(GIVEN RECORDS)

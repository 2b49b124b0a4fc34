// -------------------------------------------------------------------------------------------------
//  Copyright (C) 2015-2025 Nautech Systems Pty Ltd. All rights reserved.
//  https://nautechsystems.io
//
//  Licensed under the GNU Lesser General Public License Version 3.0 (the "License");
//  You may not use this file except in compliance with the License.
//  You may obtain a copy of the License at https://www.gnu.org/licenses/lgpl-3.0.en.html
//
//  Unless required by applicable law or agreed to in writing, software
//  distributed under the License is distributed on an "AS IS" BASIS,
//  WITHOUT WARRANTIES OR CONDITIONS OF ANY KIND, either express or implied.
//  See the License for the specific language governing permissions and
//  limitations under the License.
// -------------------------------------------------------------------------------------------------

//! The concurrency-safe pool-state cache: token/factory registries, pool
//! enumeration, and the sync engine that keeps mirrored reserves current.
//!
//! A single [`std::sync::RwLock`] guards every piece of mutable state.
//! Sync never holds that lock across a suspending call: the pool-address
//! snapshot is taken and the lock released before the aggregator is
//! awaited, and the lock is re-acquired only to apply already-decoded
//! results (§5 of the reference design this mirrors).

use std::{
    collections::{HashMap, HashSet},
    sync::RwLock,
    time::{SystemTime, UNIX_EPOCH},
};

use alloy::{primitives::Address, providers::Provider};
use tokio_util::sync::CancellationToken;
use tracing::{debug, info, warn};

use crate::{
    aggregator::{Aggregator, PendingCall},
    codec::{
        decimals_selector, decode_decimals, decode_token_string, decode_v2_reserves, decode_v3_slot0,
        get_reserves_selector, name_selector, slot0_selector, symbol_selector,
    },
    config::RuntimeConfig,
    error::CacheError,
    pool::{
        FactoryDescriptor, FactoryVariant, FeeTier, Pool, Token, TokenPair, V2Pool, V3Pool, compute_v2_pool_address,
        compute_v3_pool_address,
    },
};

struct Inner {
    tokens: HashMap<Address, Token>,
    /// Addresses that failed `decimals()`/`symbol()`/`name()` validation on a
    /// previous import attempt. Consulted so repeated `import_tokens` calls
    /// do not keep re-fetching known-bad addresses every cycle.
    invalid_tokens: HashSet<Address>,
    factories: HashMap<Address, FactoryDescriptor>,
    v2_pools: HashMap<Address, V2Pool>,
    v3_pools: HashMap<Address, V3Pool>,
    last_sync_block: u64,
}

impl Inner {
    fn new() -> Self {
        Self {
            tokens: HashMap::new(),
            invalid_tokens: HashSet::new(),
            factories: HashMap::new(),
            v2_pools: HashMap::new(),
            v3_pools: HashMap::new(),
            last_sync_block: 0,
        }
    }
}

/// Result of a sync pass: how many pools were touched and how long it took.
#[derive(Debug, Clone, Copy)]
pub struct SyncReport {
    pub block: u64,
    pub v2_pools_synced: usize,
    pub v3_pools_synced: usize,
    pub elapsed: std::time::Duration,
}

/// The live pool-state cache, generic over the chain transport.
pub struct Cache<P> {
    inner: RwLock<Inner>,
    aggregator: Aggregator<P>,
    per_call_gas_cost: u64,
}

fn now_unix() -> u32 {
    SystemTime::now().duration_since(UNIX_EPOCH).map(|d| d.as_secs() as u32).unwrap_or(0)
}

(End GIVEN RECORDS)

Give every entry again, character for character.

repository 2b49b124b0a4fc34
// -------------------------------------------------------------------------------------------------
//  Copyright (C) 2015-2025 Nautech Systems Pty Ltd. All rights reserved.
//  https://nautechsystems.io
//
//  Licensed under the GNU Lesser General Public License Version 3.0 (the "License");
//  You may not use this file except in compliance with the License.
//  You may obtain a copy of the License at https://www.gnu.org/licenses/lgpl-3.0.en.html
//
//  Unless required by applicable law or agreed to in writing, software
//  distributed under the License is distributed on an "AS IS" BASIS,
//  WITHOUT WARRANTIES OR CONDITIONS OF ANY KIND, either express or implied.
//  See the License for the specific language governing permissions and
//  limitations under the License.
// -------------------------------------------------------------------------------------------------

//! The concurrency-safe pool-state cache: token/factory registries, pool
//! enumeration, and the sync engine that keeps mirrored reserves current.
//!
//! A single [`std::sync::RwLock`] guards every piece of mutable state.
//! Sync never holds that lock across a suspending call: the pool-address
//! snapshot is taken and the lock released before the aggregator is
//! awaited, and the lock is re-acquired only to apply already-decoded
//! results (§5 of the reference design this mirrors).

use std::{
    collections::{HashMap, HashSet},
    sync::RwLock,
    time::{SystemTime, UNIX_EPOCH},
};

use alloy::{primitives::Address, providers::Provider};
use tokio_util::sync::CancellationToken;
use tracing::{debug, info, warn};

use crate::{
    aggregator::{Aggregator, PendingCall},
    codec::{
        decimals_selector, decode_decimals, decode_token_string, decode_v2_reserves, decode_v3_slot0,
        get_reserves_selector, name_selector, slot0_selector, symbol_selector,
    },
    config::RuntimeConfig,
    error::CacheError,
    pool::{
        FactoryDescriptor, FactoryVariant, FeeTier, Pool, Token, TokenPair, V2Pool, V3Pool, compute_v2_pool_address,
        compute_v3_pool_address,
    },
};

struct Inner {
    tokens: HashMap<Address, Token>,
    /// Addresses that failed `decimals()`/`symbol()`/`name()` validation on a
    /// previous import attempt. Consulted so repeated `import_tokens` calls
    /// do not keep re-fetching known-bad addresses every cycle.
    invalid_tokens: HashSet<Address>,
    factories: HashMap<Address, FactoryDescriptor>,
    v2_pools: HashMap<Address, V2Pool>,
    v3_pools: HashMap<Address, V3Pool>,
    last_sync_block: u64,
}

impl Inner {
    fn new() -> Self {
        Self {
            tokens: HashMap::new(),
            invalid_tokens: HashSet::new(),
            factories: HashMap::new(),
            v2_pools: HashMap::new(),
            v3_pools: HashMap::new(),
            last_sync_block: 0,
        }
    }
}

/// Result of a sync pass: how many pools were touched and how long it took.
#[derive(Debug, Clone, Copy)]
pub struct SyncReport {
    pub block: u64,
    pub v2_pools_synced: usize,
    pub v3_pools_synced: usize,
    pub elapsed: std::time::Duration,
}

/// The live pool-state cache, generic over the chain transport.
pub struct Cache<P> {
    inner: RwLock<Inner>,
    aggregator: Aggregator<P>,
    per_call_gas_cost: u64,
}

fn now_unix() -> u32 {
    SystemTime::now().duration_since(UNIX_EPOCH).map(|d| d.as_secs() as u32).unwrap_or(0)
}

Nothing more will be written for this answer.